- Material for this exercise
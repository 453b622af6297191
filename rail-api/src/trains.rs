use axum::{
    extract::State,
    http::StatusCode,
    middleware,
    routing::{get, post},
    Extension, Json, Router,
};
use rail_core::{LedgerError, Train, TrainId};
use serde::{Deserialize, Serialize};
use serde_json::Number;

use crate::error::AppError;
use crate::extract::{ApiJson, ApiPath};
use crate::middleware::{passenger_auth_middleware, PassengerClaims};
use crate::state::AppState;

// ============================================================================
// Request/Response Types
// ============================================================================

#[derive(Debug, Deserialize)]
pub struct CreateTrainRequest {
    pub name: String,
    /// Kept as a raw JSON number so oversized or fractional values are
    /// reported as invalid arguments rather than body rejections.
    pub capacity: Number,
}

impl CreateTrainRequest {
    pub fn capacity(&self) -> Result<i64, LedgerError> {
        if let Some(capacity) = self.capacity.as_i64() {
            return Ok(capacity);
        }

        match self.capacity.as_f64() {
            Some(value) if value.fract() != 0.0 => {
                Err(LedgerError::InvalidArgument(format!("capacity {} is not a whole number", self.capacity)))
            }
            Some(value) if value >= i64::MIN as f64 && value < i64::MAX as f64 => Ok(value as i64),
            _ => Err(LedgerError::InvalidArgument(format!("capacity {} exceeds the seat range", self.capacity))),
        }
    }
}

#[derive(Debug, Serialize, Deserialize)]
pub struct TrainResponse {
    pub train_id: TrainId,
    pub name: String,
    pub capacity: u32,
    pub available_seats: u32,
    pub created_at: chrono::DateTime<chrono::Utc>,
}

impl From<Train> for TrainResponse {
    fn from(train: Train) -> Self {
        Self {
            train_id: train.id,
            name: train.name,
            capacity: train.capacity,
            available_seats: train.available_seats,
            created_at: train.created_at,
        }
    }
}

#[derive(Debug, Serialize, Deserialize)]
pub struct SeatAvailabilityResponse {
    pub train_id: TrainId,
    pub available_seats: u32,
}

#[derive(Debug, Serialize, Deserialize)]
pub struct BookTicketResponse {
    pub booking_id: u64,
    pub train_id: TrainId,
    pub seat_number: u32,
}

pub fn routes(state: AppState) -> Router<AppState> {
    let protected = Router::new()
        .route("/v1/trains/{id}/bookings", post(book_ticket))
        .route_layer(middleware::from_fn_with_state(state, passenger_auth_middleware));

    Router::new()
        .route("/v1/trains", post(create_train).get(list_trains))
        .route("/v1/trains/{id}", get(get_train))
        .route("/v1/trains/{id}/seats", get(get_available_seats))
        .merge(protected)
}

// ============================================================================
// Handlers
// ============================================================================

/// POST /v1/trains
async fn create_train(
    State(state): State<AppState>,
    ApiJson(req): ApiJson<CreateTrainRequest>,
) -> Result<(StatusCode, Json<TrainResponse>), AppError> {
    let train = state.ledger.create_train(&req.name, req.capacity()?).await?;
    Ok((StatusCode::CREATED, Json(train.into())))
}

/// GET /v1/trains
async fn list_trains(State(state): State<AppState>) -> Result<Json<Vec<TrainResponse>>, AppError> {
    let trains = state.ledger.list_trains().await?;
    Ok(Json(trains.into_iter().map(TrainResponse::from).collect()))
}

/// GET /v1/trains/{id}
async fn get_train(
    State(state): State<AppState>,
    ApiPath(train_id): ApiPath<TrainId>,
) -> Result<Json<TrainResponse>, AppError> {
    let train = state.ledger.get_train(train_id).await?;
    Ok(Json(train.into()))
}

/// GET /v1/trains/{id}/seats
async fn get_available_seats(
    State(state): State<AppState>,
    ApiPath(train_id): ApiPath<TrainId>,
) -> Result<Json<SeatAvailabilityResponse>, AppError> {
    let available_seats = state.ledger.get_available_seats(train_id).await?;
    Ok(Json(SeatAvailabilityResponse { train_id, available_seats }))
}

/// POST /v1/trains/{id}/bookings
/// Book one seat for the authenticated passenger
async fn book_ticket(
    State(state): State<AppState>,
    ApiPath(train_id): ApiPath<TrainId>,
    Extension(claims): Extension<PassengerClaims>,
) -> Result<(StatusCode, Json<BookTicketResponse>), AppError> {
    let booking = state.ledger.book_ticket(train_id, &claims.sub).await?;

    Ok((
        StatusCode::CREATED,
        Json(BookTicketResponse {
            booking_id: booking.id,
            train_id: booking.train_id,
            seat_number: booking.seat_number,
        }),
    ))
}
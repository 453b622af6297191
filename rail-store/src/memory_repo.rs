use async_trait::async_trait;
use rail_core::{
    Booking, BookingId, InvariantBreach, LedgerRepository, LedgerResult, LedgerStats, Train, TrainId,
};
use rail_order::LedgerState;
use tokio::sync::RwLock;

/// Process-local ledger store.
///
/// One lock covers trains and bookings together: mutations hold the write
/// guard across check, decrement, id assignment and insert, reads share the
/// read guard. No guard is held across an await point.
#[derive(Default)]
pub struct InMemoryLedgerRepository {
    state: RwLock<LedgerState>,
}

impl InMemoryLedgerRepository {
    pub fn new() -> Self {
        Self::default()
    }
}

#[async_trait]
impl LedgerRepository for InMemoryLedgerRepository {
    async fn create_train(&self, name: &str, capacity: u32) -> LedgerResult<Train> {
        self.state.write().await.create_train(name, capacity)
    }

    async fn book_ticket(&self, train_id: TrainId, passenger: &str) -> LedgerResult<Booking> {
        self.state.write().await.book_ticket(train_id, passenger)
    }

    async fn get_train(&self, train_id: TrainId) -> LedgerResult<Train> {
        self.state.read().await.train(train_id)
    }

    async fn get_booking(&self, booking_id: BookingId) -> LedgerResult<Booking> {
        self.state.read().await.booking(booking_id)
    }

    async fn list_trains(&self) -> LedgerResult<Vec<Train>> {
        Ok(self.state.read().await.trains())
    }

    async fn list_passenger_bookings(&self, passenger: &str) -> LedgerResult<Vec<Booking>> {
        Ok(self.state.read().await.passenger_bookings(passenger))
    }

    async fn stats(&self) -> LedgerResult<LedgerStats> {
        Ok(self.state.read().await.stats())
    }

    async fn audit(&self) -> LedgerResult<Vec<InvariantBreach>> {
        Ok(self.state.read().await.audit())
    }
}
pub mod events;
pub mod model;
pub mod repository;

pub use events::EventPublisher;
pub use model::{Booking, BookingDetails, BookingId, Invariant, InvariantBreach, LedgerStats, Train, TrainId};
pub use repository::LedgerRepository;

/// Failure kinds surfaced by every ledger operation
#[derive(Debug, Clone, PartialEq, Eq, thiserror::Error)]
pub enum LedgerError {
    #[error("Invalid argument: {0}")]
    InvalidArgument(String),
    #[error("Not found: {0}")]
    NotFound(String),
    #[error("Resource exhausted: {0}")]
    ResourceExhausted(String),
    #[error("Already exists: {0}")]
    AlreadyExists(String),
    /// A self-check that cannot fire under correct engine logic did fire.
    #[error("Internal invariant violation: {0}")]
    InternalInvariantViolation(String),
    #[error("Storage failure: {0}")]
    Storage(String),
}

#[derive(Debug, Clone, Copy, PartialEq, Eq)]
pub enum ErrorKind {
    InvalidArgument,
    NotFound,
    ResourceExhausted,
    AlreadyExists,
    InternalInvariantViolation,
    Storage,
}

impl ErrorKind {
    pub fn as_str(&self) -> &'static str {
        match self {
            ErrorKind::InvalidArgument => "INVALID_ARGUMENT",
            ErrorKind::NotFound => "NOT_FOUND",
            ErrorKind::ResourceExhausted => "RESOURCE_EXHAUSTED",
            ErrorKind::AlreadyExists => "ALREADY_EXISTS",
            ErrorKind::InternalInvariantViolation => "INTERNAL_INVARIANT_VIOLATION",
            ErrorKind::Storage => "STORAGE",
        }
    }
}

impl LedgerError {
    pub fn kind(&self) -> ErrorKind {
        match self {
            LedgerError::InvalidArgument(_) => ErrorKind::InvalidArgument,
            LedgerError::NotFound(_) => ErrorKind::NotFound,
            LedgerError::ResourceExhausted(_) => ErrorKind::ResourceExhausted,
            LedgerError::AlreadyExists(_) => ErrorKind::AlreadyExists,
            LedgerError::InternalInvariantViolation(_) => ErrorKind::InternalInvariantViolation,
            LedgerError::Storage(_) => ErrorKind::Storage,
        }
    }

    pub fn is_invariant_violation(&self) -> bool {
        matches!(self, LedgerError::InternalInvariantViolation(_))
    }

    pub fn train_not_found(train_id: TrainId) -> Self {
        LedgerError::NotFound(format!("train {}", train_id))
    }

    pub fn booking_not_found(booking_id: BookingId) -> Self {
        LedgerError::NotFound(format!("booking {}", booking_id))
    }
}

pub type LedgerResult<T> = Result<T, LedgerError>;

- Brief
In the material above, tally every line with the string "PartialEq" in it, then give that number alone.

- Output for this task
2